Reproduce the opening lines of the records exactly, please, stopping after the line that contains "use crate::types::MotionDelta;".

[Stored data]
BEGIN

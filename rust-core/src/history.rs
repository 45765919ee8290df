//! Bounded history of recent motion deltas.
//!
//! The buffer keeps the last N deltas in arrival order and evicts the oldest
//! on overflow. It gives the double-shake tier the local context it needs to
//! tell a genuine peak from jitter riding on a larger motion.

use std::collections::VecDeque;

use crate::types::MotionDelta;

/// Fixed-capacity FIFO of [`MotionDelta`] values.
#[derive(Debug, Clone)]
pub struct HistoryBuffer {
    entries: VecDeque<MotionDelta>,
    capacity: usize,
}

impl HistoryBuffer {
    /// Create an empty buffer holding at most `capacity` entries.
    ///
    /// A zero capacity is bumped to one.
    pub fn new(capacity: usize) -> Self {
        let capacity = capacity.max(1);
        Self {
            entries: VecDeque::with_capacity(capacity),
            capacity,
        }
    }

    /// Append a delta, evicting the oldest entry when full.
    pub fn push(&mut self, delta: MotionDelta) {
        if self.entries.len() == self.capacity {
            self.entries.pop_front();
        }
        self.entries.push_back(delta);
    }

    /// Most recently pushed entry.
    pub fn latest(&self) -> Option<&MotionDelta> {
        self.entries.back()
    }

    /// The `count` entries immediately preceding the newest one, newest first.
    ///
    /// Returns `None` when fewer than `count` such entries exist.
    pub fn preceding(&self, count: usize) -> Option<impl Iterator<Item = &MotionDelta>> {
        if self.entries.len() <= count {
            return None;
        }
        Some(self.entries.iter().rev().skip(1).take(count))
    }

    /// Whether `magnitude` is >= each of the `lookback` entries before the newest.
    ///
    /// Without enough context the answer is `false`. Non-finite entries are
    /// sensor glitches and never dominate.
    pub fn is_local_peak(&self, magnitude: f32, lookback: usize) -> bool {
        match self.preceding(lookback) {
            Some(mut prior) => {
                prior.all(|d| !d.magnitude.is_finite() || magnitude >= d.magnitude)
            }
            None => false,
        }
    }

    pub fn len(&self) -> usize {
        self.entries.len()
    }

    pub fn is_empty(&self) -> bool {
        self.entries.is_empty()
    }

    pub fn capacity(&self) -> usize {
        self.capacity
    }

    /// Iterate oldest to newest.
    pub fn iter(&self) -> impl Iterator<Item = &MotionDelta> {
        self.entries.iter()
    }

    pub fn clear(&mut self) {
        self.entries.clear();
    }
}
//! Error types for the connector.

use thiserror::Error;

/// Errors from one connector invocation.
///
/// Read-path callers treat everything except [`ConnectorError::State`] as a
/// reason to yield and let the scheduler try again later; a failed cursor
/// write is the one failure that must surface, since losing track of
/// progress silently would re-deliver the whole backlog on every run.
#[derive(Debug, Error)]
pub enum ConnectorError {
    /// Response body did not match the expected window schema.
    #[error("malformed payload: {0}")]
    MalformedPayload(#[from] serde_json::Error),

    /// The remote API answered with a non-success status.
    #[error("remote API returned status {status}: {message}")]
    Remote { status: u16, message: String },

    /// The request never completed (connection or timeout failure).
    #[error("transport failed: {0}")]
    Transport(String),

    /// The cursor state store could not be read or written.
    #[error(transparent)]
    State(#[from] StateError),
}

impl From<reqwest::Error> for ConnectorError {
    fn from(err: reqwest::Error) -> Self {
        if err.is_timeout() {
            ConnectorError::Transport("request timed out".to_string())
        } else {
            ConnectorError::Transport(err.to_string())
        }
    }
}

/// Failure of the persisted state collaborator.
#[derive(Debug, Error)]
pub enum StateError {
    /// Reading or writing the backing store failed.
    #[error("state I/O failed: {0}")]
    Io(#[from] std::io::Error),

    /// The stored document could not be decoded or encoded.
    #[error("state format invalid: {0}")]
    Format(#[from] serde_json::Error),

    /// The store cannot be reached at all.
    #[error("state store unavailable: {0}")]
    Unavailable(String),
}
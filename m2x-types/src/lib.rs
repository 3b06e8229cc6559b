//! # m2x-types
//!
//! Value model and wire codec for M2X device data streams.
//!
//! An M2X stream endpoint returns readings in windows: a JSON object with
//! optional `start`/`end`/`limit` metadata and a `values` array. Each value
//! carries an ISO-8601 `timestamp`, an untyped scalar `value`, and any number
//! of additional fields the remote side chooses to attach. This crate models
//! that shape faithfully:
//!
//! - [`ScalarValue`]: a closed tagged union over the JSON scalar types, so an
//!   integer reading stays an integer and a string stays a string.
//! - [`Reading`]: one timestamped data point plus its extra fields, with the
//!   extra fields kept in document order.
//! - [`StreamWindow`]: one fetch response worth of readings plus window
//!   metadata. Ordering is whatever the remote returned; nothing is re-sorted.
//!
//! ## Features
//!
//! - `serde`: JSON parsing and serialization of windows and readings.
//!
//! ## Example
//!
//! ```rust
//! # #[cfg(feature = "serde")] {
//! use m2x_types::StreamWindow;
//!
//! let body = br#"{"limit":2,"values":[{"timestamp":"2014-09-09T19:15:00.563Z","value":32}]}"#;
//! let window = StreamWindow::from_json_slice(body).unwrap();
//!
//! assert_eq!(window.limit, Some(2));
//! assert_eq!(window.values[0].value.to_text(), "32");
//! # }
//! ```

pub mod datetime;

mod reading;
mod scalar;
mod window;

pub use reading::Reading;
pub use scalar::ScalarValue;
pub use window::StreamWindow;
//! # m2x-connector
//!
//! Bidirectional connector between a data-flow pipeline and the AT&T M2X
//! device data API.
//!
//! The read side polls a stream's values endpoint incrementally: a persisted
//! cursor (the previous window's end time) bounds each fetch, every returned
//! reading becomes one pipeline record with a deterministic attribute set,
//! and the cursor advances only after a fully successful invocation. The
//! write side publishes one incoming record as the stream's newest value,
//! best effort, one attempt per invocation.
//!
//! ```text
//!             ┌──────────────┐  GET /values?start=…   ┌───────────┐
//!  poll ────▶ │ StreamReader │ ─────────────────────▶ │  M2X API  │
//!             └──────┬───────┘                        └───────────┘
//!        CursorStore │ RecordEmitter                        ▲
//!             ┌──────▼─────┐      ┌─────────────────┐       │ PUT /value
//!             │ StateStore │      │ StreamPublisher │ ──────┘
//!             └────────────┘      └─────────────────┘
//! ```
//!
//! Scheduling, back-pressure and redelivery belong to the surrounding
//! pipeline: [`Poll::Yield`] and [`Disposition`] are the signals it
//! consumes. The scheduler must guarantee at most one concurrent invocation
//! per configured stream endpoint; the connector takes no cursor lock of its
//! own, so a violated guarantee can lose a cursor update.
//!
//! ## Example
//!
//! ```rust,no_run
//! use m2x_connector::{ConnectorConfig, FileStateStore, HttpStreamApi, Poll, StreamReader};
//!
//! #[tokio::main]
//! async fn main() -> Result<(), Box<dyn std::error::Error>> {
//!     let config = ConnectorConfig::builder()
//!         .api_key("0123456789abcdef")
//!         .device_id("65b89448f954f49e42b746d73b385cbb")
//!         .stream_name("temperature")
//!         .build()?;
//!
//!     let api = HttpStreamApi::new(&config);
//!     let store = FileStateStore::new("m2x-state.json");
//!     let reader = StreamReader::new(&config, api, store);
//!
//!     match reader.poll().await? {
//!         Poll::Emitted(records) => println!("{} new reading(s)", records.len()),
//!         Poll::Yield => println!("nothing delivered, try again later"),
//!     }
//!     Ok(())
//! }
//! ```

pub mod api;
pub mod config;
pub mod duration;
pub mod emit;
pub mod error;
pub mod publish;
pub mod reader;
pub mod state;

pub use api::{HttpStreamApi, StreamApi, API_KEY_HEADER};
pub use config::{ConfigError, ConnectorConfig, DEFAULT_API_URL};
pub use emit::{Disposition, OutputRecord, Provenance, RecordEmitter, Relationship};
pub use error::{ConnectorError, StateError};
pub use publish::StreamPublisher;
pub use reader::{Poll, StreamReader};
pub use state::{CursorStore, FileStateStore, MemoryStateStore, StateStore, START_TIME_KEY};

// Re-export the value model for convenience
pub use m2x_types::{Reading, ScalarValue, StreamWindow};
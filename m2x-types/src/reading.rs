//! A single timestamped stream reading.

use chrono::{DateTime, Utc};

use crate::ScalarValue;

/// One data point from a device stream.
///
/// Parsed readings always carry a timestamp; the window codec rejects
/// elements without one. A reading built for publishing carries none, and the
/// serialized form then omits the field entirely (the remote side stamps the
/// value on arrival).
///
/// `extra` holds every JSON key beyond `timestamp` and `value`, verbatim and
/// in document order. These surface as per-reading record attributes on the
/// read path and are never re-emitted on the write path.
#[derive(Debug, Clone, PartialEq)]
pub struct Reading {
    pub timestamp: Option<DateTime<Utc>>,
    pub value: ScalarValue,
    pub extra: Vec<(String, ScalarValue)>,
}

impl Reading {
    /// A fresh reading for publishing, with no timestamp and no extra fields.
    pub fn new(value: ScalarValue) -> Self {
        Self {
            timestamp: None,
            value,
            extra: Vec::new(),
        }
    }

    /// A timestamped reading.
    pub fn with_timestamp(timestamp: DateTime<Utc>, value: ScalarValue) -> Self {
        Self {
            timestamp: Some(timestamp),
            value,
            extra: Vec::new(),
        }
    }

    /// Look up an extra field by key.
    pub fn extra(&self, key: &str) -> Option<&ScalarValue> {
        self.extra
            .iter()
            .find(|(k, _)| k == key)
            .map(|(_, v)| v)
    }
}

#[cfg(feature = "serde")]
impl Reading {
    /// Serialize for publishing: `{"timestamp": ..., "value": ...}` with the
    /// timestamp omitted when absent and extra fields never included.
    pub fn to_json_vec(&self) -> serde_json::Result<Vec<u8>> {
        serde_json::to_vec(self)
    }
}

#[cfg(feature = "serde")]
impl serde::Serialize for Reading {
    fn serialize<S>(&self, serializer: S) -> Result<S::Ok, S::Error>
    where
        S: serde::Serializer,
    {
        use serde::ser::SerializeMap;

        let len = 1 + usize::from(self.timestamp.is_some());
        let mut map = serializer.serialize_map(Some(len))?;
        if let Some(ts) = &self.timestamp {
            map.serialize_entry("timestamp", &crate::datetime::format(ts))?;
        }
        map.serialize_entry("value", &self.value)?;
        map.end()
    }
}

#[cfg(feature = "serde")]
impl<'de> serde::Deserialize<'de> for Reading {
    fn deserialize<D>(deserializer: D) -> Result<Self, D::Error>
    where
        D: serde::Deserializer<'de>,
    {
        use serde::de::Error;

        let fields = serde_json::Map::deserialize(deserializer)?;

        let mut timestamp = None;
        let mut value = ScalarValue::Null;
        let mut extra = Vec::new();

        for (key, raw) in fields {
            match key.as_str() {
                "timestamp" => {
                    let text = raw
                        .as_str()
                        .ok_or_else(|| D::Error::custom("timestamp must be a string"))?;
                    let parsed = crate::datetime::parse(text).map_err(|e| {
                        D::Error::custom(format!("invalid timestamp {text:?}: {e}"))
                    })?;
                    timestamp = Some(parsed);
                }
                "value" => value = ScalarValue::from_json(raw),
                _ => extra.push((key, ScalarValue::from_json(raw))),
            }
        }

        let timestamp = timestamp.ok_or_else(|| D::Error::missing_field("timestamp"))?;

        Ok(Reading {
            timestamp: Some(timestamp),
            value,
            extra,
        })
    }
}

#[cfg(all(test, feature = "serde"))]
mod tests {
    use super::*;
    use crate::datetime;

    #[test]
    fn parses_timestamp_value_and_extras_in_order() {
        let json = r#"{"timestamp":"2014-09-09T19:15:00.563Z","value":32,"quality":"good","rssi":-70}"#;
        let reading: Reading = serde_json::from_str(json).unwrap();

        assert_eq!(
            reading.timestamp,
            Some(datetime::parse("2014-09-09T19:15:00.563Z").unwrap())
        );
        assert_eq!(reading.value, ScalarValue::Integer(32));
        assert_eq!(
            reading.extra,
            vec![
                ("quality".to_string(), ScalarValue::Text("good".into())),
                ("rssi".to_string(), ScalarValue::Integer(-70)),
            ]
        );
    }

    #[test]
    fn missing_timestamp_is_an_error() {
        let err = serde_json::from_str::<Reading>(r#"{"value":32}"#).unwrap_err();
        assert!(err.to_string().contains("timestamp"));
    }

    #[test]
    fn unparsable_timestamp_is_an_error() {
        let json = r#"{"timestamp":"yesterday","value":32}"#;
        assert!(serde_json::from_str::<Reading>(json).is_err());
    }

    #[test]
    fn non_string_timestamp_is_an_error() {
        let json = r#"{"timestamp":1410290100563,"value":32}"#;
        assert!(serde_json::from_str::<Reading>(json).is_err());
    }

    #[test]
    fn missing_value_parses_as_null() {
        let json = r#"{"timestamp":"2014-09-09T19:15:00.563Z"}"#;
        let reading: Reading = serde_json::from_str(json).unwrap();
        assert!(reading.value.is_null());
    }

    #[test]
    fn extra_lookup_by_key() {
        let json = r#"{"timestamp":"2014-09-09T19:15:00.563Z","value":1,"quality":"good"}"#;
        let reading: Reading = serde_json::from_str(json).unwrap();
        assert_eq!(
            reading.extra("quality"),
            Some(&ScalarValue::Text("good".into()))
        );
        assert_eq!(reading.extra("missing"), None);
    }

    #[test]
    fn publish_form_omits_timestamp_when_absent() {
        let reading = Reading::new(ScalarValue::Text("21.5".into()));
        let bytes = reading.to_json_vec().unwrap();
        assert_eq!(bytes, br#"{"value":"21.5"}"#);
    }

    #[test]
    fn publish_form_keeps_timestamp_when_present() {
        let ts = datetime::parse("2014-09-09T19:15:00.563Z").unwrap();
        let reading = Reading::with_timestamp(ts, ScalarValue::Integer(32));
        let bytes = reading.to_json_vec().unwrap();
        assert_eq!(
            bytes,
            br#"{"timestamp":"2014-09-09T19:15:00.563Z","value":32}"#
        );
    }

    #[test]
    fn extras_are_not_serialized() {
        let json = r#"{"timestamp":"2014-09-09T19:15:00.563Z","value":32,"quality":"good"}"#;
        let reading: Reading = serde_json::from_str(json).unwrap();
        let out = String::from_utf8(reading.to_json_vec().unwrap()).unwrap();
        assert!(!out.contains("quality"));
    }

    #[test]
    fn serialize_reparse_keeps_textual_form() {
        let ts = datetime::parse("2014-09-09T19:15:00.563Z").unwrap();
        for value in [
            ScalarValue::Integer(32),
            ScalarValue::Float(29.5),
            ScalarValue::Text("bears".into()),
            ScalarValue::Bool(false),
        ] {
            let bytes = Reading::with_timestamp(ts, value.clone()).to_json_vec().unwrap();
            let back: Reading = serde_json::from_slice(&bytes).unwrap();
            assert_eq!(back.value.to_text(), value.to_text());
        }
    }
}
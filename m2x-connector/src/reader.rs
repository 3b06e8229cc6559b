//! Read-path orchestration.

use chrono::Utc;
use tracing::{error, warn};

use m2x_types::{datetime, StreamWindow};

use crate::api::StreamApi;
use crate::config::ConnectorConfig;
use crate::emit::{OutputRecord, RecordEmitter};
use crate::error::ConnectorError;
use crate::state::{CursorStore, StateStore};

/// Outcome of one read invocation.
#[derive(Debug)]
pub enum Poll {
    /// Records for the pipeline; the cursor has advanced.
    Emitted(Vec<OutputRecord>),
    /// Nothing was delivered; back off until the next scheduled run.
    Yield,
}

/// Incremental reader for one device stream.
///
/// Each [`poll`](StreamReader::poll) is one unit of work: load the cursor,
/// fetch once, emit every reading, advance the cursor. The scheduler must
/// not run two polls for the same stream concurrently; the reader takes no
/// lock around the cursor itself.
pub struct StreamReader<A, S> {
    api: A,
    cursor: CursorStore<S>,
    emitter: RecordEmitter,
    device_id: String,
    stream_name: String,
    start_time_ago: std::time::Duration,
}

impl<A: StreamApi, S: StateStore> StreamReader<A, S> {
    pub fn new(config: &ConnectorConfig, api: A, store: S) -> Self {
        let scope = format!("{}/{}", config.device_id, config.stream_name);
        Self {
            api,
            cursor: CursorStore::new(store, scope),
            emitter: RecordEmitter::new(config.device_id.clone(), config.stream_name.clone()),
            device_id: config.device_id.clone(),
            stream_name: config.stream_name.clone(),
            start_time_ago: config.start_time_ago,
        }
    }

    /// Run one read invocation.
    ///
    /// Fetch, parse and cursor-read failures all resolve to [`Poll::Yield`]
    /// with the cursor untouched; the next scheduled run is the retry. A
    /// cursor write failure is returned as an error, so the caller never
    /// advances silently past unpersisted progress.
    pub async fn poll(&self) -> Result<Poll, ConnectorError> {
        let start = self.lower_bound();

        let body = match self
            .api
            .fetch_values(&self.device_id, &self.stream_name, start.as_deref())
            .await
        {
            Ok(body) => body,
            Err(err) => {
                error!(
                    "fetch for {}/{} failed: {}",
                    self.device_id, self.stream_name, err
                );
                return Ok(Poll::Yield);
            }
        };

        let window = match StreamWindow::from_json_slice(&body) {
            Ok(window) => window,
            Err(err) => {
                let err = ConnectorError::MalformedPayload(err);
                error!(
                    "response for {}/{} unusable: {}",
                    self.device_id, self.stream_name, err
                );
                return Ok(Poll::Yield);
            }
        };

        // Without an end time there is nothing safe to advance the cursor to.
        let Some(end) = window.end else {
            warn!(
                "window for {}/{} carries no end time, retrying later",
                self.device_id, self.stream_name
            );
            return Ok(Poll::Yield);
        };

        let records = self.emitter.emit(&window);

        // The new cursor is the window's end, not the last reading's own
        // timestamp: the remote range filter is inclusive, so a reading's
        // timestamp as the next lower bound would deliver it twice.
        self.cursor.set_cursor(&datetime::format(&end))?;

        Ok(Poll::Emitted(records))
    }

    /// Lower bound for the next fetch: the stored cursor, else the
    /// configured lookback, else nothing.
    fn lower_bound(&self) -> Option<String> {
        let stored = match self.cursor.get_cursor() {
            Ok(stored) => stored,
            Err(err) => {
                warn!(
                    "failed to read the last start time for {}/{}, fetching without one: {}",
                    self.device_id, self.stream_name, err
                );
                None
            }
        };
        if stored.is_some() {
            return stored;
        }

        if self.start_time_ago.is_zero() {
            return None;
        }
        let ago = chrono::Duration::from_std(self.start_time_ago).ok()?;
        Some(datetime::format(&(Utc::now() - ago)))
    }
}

END

-- TASK RESULT --
filename rust-core/src/history.rs
repository 45765919ee8290df
//! Bounded history of recent motion deltas.
//!
//! The buffer keeps the last N deltas in arrival order and evicts the oldest
//! on overflow. It gives the double-shake tier the local context it needs to
//! tell a genuine peak from jitter riding on a larger motion.

use std::collections::VecDeque;

use crate::types::MotionDelta;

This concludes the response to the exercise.